» Goal of the exercise:
In the listing below, which lines contain the string "Debug"? Copy them all.
━━━━━━━━━━━━━━━━━━━━
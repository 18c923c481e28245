//! Interactive terminal dashboard: stock-news and custom-text modes over the shared pipeline.

use anyhow::{Context, Result};
use clap::{Parser, Subcommand, ValueEnum};
use tokio::io::{AsyncBufReadExt, AsyncWriteExt, BufReader, Lines, Stdin};

use ticker_sentiment::classify::{build_client, DynSentimentClient};
use ticker_sentiment::config::{AppConfig, ClassifierKind};
use ticker_sentiment::dashboard::{
    progress_line, render_prediction, render_results, Session, PRESET_TICKERS,
};
use ticker_sentiment::error::Error;
use ticker_sentiment::news::{build_source, DynNewsSource};
use ticker_sentiment::pipeline::{AnalysisPipeline, Progress};
use ticker_sentiment::telemetry::{ensure_metrics_described, init_tracing};

#[derive(Parser, Debug)]
#[command(name = "dashboard", version, about = "Financial sentiment analysis dashboard")]
struct Cli {
    /// Overrides `classifier.kind` from config.
    #[arg(long, value_enum, global = true)]
    classifier: Option<ClassifierArg>,
    /// Classify all headlines in one batch call (falls back per item on failure).
    #[arg(long, global = true, default_value_t = false)]
    batch: bool,
    #[command(subcommand)]
    command: Option<Command>,
}

#[derive(Subcommand, Debug)]
enum Command {
    /// Fetch and analyze the latest news for a ticker.
    News { ticker: String },
    /// Classify free text and print the raw prediction.
    Text { text: Vec<String> },
}

#[derive(Clone, Copy, Debug, ValueEnum)]
enum ClassifierArg {
    Remote,
    Local,
}

impl From<ClassifierArg> for ClassifierKind {
    fn from(a: ClassifierArg) -> Self {
        match a {
            ClassifierArg::Remote => ClassifierKind::Remote,
            ClassifierArg::Local => ClassifierKind::Local,
        }
    }
}

struct Dashboard {
    pipeline: AnalysisPipeline,
    news: DynNewsSource,
    batch: bool,
    session: Session,
}

impl Dashboard {
    async fn run_ticker(&mut self, ticker: &str) {
        let ticker = ticker.trim().to_ascii_uppercase();
        self.session.clear();
        eprintln!("🚀 Starting analysis for {ticker}...");

        let mut log = |ev: &Progress| eprintln!("{}", progress_line(ev));
        let outcome = if self.batch {
            self.run_batched(&ticker, &mut log).await
        } else {
            self.pipeline
                .run_ticker(self.news.as_ref(), &ticker, Some(&mut log))
                .await
        };

        match outcome {
            Ok(results) => {
                println!("{}", render_results(&ticker, &results));
                self.session.store(&ticker, results);
            }
            Err(Error::NoNews(_)) => println!("⚠️ No news found."),
            Err(e) => println!("❌ Error fetching data: {e}"),
        }
    }

    async fn run_batched(
        &self,
        ticker: &str,
        log: &mut (dyn FnMut(&Progress) + Send),
    ) -> ticker_sentiment::error::Result<Vec<ticker_sentiment::pipeline::AnalyzedResult>> {
        log(&Progress::Fetching {
            ticker: ticker.to_string(),
        });
        let items = ticker_sentiment::news::fetch_news(self.news.as_ref(), ticker).await?;
        let found = items.len();
        let selected: Vec<_> = items.into_iter().take(self.pipeline.limit()).collect();
        log(&Progress::Fetched {
            found,
            selected: selected.len(),
        });
        Ok(self.pipeline.analyze_batched(&selected, Some(log)).await)
    }

    async fn run_text(&self, text: &str) {
        if text.trim().is_empty() {
            println!("Please enter some text to analyze.");
            return;
        }
        eprintln!("📡 Connecting to {} classifier...", self.pipeline.client().name());
        match self.pipeline.client().classify(text).await {
            Ok(raw) if raw.is_error() => println!("{}", render_prediction(&raw)),
            Ok(raw) => {
                println!("Analysis Complete!");
                println!("{}", render_prediction(&raw));
            }
            Err(e) => println!("Error: {e}"),
        }
    }

    async fn interactive(&mut self) -> Result<()> {
        let mut lines = BufReader::new(tokio::io::stdin()).lines();
        loop {
            let choice = prompt(&mut lines, "\nSelect mode: [1] Stock News  [2] Custom Text  [q] Quit\n> ").await?;
            match choice.as_deref().map(str::trim) {
                None | Some("q") | Some("Q") => return Ok(()),
                Some("1") => self.interactive_ticker(&mut lines).await?,
                Some("2") => {
                    if let Some(text) = prompt(&mut lines, "Input text:\n> ").await? {
                        self.run_text(&text).await;
                    }
                }
                Some(other) => println!("unknown option '{other}'"),
            }
        }
    }

    async fn interactive_ticker(&mut self, lines: &mut Lines<BufReader<Stdin>>) -> Result<()> {
        for (i, t) in PRESET_TICKERS.iter().enumerate() {
            println!("  [{:>2}] {t}", i + 1);
        }
        let Some(input) = prompt(lines, "Select ticker (number or symbol):\n> ").await? else {
            return Ok(());
        };
        let input = input.trim();
        let ticker = match input.parse::<usize>() {
            Ok(n) if (1..=PRESET_TICKERS.len()).contains(&n) => PRESET_TICKERS[n - 1].to_string(),
            _ => input.to_ascii_uppercase(),
        };
        if ticker.is_empty() {
            return Ok(());
        }

        if let Some(previous) = self.session.results_for(&ticker) {
            println!("{}", render_results(&ticker, previous));
            let again = prompt(lines, &format!("Get News & Analyze for {ticker} again? [y/N]\n> ")).await?;
            if !again.is_some_and(|a| a.trim().eq_ignore_ascii_case("y")) {
                return Ok(());
            }
        }
        self.run_ticker(&ticker).await;
        Ok(())
    }
}

async fn prompt(lines: &mut Lines<BufReader<Stdin>>, msg: &str) -> Result<Option<String>> {
    let mut out = tokio::io::stdout();
    out.write_all(msg.as_bytes()).await?;
    out.flush().await?;
    Ok(lines.next_line().await?)
}

fn build_client_for(cfg: &AppConfig) -> Result<DynSentimentClient> {
    build_client(&cfg.classifier).context("building classifier")
}

#[tokio::main]
async fn main() -> Result<()> {
    let _ = dotenvy::dotenv();
    init_tracing();
    ensure_metrics_described();

    let cli = Cli::parse();
    let mut cfg = AppConfig::load_default()?;
    if let Some(kind) = cli.classifier {
        cfg.classifier.kind = kind.into();
    }

    println!("Financial Sentiment Analysis");
    if cfg.classifier.kind == ClassifierKind::Remote {
        match cfg.credential_warning() {
            Some(w) => println!("⚠️ {w}"),
            None => println!("✅ HF_TOKEN loaded."),
        }
    }

    let client = build_client_for(&cfg)?;
    let mut dash = Dashboard {
        pipeline: AnalysisPipeline::new(client).with_limit(cfg.news.analysis_limit),
        news: build_source(&cfg.news).context("building news source")?,
        batch: cli.batch,
        session: Session::default(),
    };

    match cli.command {
        Some(Command::News { ticker }) => dash.run_ticker(&ticker).await,
        Some(Command::Text { text }) => dash.run_text(&text.join(" ")).await,
        None => dash.interactive().await?,
    }
    Ok(())
}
━━━━━━━━━━━━━━━━━━━━
» Response below:
#[derive(Parser, Debug)]
#[derive(Subcommand, Debug)]
#[derive(Clone, Copy, Debug, ValueEnum)]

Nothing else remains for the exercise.